Muck is a very dark brown soil, appearing black when moist, with about 80% of organic matter, that is drained from swamps.   Muck forms when dying vegetation is submerged in swamp water that cannot drain.   The decaying organic matter uses up the oxygen in the water, which arrests further decay, thus preserving the organic matter.   This soil is augmented by decaying vegetation falling from above over thousands of years.   Muck is a fine, loose, fibrous form of peat that feels like sawdust when dry.   Because muck is rich in organic matter, it contains a high concentration of plant nutrients, like nitrogen and phosphorus, that promote high plant yields.   The underlying strata is usually clay or marl (a crumbly mixture of clays, calcium and magnesium carbonates, and remnants of shells) with a grey color.   This rock is impervious to moisture, so it traps water that falls and drains onto it, thus creating the original swampland.

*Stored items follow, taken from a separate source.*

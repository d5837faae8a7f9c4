//! Core domain types for the authorization engine.

pub mod access_token;
pub mod authorization_code;
pub mod client;
pub mod consent;
pub mod refresh_token;
pub mod resource_server;

pub use access_token::AccessTokenRecord;
pub use authorization_code::AuthorizationCode;
pub use client::{Client, ClientType, ClientValidationError, GrantType, TokenEndpointAuthMethod};
pub use consent::UserConsent;
pub use refresh_token::RefreshToken;
pub use resource_server::ResourceServer;
//! Storage traits for the authorization engine.
//!
//! Every backend implements these async traits; the engine only ever
//! holds `Arc<dyn Trait>` handles, so backends can be swapped without
//! touching the grant logic. Operations that enforce single-use
//! semantics ([`AuthorizationCodeStorage::consume`],
//! [`RefreshTokenStorage::revoke`], [`JtiStorage::mark_used`]) carry
//! atomicity contracts that implementations must honor.

pub mod access_token;
pub mod client;
pub mod code;
pub mod consent;
pub mod jti;
pub mod refresh_token;
pub mod resource_server;
pub mod revoked_token;

pub use access_token::AccessTokenStorage;
pub use client::ClientStorage;
pub use code::AuthorizationCodeStorage;
pub use consent::ConsentStorage;
pub use jti::JtiStorage;
pub use refresh_token::RefreshTokenStorage;
pub use resource_server::ResourceServerStorage;
pub use revoked_token::{RevokedTokenStorage, RevokedTokenType};
//! Client storage trait.

use async_trait::async_trait;

use crate::AuthResult;
use crate::types::Client;

/// Storage backend for OAuth client registrations.
#[async_trait]
pub trait ClientStorage: Send + Sync {
    /// Finds a client by its client_id. Returns `None` if not registered.
    async fn find_by_id(&self, client_id: &str) -> AuthResult<Option<Client>>;

    /// Registers or updates a client.
    async fn save(&self, client: &Client) -> AuthResult<()>;

    /// Verifies a client secret against the stored hash.
    ///
    /// Returns `false` both for a wrong secret and for an unknown client
    /// so callers cannot distinguish the two by result.
    async fn verify_secret(&self, client_id: &str, secret: &str) -> AuthResult<bool>;

    /// Deletes a client registration.
    async fn delete(&self, client_id: &str) -> AuthResult<()>;
}
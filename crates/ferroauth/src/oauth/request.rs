//! Token endpoint request and response types.

use serde::{Deserialize, Serialize};

/// A token endpoint request (RFC 6749 Section 4).
///
/// All fields except `grant_type` are optional at parse time; the grant
/// handlers enforce which combinations are required.
#[derive(Debug, Clone, Deserialize)]
pub struct TokenRequest {
    /// The grant type being exercised.
    pub grant_type: String,

    /// Authorization code (authorization_code grant).
    #[serde(default)]
    pub code: Option<String>,

    /// Redirect URI the code was bound to (authorization_code grant).
    #[serde(default)]
    pub redirect_uri: Option<String>,

    /// PKCE code verifier (authorization_code grant).
    #[serde(default)]
    pub code_verifier: Option<String>,

    /// Client identifier (body-based authentication or public clients).
    #[serde(default)]
    pub client_id: Option<String>,

    /// Client secret (client_secret_post authentication).
    #[serde(default)]
    pub client_secret: Option<String>,

    /// Client assertion type (private_key_jwt authentication).
    #[serde(default)]
    pub client_assertion_type: Option<String>,

    /// Client assertion JWT (private_key_jwt authentication).
    #[serde(default)]
    pub client_assertion: Option<String>,

    /// Refresh token value (refresh_token grant).
    #[serde(default)]
    pub refresh_token: Option<String>,

    /// Requested scope.
    #[serde(default)]
    pub scope: Option<String>,
}

/// A successful token endpoint response (RFC 6749 Section 5.1).
#[derive(Debug, Clone, Serialize, Deserialize)]
pub struct TokenResponse {
    /// The issued access token (signed JWT).
    pub access_token: String,

    /// Token type, always `Bearer`.
    pub token_type: String,

    /// Access token lifetime in seconds.
    pub expires_in: u64,

    /// The granted scope.
    pub scope: String,

    /// Refresh token, when the grant produces one.
    #[serde(skip_serializing_if = "Option::is_none")]
    pub refresh_token: Option<String>,

    /// OIDC ID token, when `openid` is in scope.
    #[serde(skip_serializing_if = "Option::is_none")]
    pub id_token: Option<String>,
}

impl TokenResponse {
    /// Creates a bearer token response.
    #[must_use]
    pub fn new(access_token: impl Into<String>, expires_in: u64, scope: impl Into<String>) -> Self {
        Self {
            access_token: access_token.into(),
            token_type: "Bearer".to_string(),
            expires_in,
            scope: scope.into(),
            refresh_token: None,
            id_token: None,
        }
    }

    /// Attaches a refresh token.
    #[must_use]
    pub fn with_refresh_token(mut self, refresh_token: impl Into<String>) -> Self {
        self.refresh_token = Some(refresh_token.into());
        self
    }

    /// Attaches an ID token.
    #[must_use]
    pub fn with_id_token(mut self, id_token: impl Into<String>) -> Self {
        self.id_token = Some(id_token.into());
        self
    }
}
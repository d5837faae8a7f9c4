//! Token issuance, refresh, revocation, and introspection.

use std::sync::Arc;

use time::{Duration, OffsetDateTime};
use uuid::Uuid;

use crate::audit::{AuditAction, AuditEvent, AuditSink};
use crate::config::AuthConfig;
use crate::crypto::{generate_token, hash_token};
use crate::error::AuthError;
use crate::oauth::code::CodeManager;
use crate::oauth::request::{TokenRequest, TokenResponse};
use crate::oauth::scope::{ScopeRegistry, narrow_scope};
use crate::storage::{
    AccessTokenStorage, RefreshTokenStorage, RevokedTokenStorage, RevokedTokenType,
};
use crate::token::introspection::{IntrospectionRequest, IntrospectionResponse};
use crate::token::jwt::{AccessTokenClaims, IdTokenClaims, JwtService, access_token_claims};
use crate::token::revocation::{RevocationRequest, TokenTypeHint};
use crate::types::{AccessTokenRecord, Client, GrantType, RefreshToken};
use crate::AuthResult;

/// Token issuance configuration.
#[derive(Debug, Clone)]
pub struct TokenConfig {
    /// Audience claim for issued access tokens.
    pub audience: Vec<String>,

    /// Default access token lifetime in seconds.
    pub access_token_lifetime: i64,

    /// Default refresh token lifetime in seconds.
    pub refresh_token_lifetime: i64,

    /// ID token lifetime in seconds.
    pub id_token_lifetime: i64,
}

impl Default for TokenConfig {
    fn default() -> Self {
        Self {
            audience: Vec::new(),
            access_token_lifetime: 3600,
            refresh_token_lifetime: 30 * 24 * 3600,
            id_token_lifetime: 300,
        }
    }
}

impl TokenConfig {
    /// Sets the audience.
    #[must_use]
    pub fn with_audience(mut self, audience: Vec<String>) -> Self {
        self.audience = audience;
        self
    }

    /// Sets the access token lifetime.
    #[must_use]
    pub fn with_access_token_lifetime(mut self, seconds: i64) -> Self {
        self.access_token_lifetime = seconds;
        self
    }

    /// Sets the refresh token lifetime.
    #[must_use]
    pub fn with_refresh_token_lifetime(mut self, seconds: i64) -> Self {
        self.refresh_token_lifetime = seconds;
        self
    }
}

impl From<&AuthConfig> for TokenConfig {
    fn from(config: &AuthConfig) -> Self {
        let secs = |d: std::time::Duration| i64::try_from(d.as_secs()).unwrap_or(i64::MAX);
        Self {
            audience: config.issuer.audience.clone(),
            access_token_lifetime: secs(config.oauth.access_token_lifetime),
            refresh_token_lifetime: secs(config.oauth.refresh_token_lifetime),
            id_token_lifetime: secs(config.oauth.id_token_lifetime),
        }
    }
}

/// The token engine: executes grants and manages token lifecycle.
pub struct TokenService {
    jwt_service: Arc<JwtService>,
    code_manager: CodeManager,
    access_tokens: Arc<dyn AccessTokenStorage>,
    refresh_tokens: Arc<dyn RefreshTokenStorage>,
    revoked_tokens: Arc<dyn RevokedTokenStorage>,
    scopes: ScopeRegistry,
    audit: Arc<dyn AuditSink>,
    config: TokenConfig,
}
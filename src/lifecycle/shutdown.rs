//! Shutdown coordination.

use tokio::sync::broadcast;

/// Coordinator for graceful shutdown.
///
/// Provides a broadcast channel that all long-running tasks can subscribe to.
#[derive(Debug, Clone)]
pub struct Shutdown {
    tx: broadcast::Sender<()>,
}

impl Shutdown {
    pub fn new() -> Self {
        let (tx, _) = broadcast::channel(1);
        Self { tx }
    }

    pub fn subscribe(&self) -> broadcast::Receiver<()> {
        self.tx.subscribe()
    }

    /// Trigger the shutdown signal. Safe to call with no subscribers.
    pub fn trigger(&self) {
        let _ = self.tx.send(());
    }

    /// Trigger on Ctrl+C. Runs until the signal arrives.
    pub async fn trigger_on_ctrl_c(self) {
        match tokio::signal::ctrl_c().await {
            Ok(()) => tracing::info!("Shutdown signal received"),
            Err(e) => tracing::error!(error = %e, "Failed to listen for Ctrl+C; shutting down"),
        }
        self.trigger();
    }

    /// Number of tasks still listening.
    pub fn receiver_count(&self) -> usize {
        self.tx.receiver_count()
    }
}

impl Default for Shutdown {
    fn default() -> Self {
        Self::new()
    }
}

Although highly productive because of the highly organic soil content, muckland has its unique problems: Wind erosion that blows away the soil, oxidation of organic matter, and compaction by farm machinery reduce muck depth by about 1 inch per year and result in the muck subsidence, which has become so pronounced in some areas that ramps are used to drive farm machinery from muck roads to the fields.   Also, fires, droughts, floods, early frosts, plant diseases (e.g., onion smut) and pests reduce crop yields.   Because muckland was formerly swampland, it lies low and therefore accumulates water from higher ground, so muck must be tiled and pumped continually to keep it dry and tillable.   When fires occur, they can burn unseen underground for months.   Wind erosion is partially contained by fences and bushes planted in long parallel rows.   High winds sometime blow the dry muck onto washing hung out to dry miles away at a time when muck workers cannot see 10 feet ahead.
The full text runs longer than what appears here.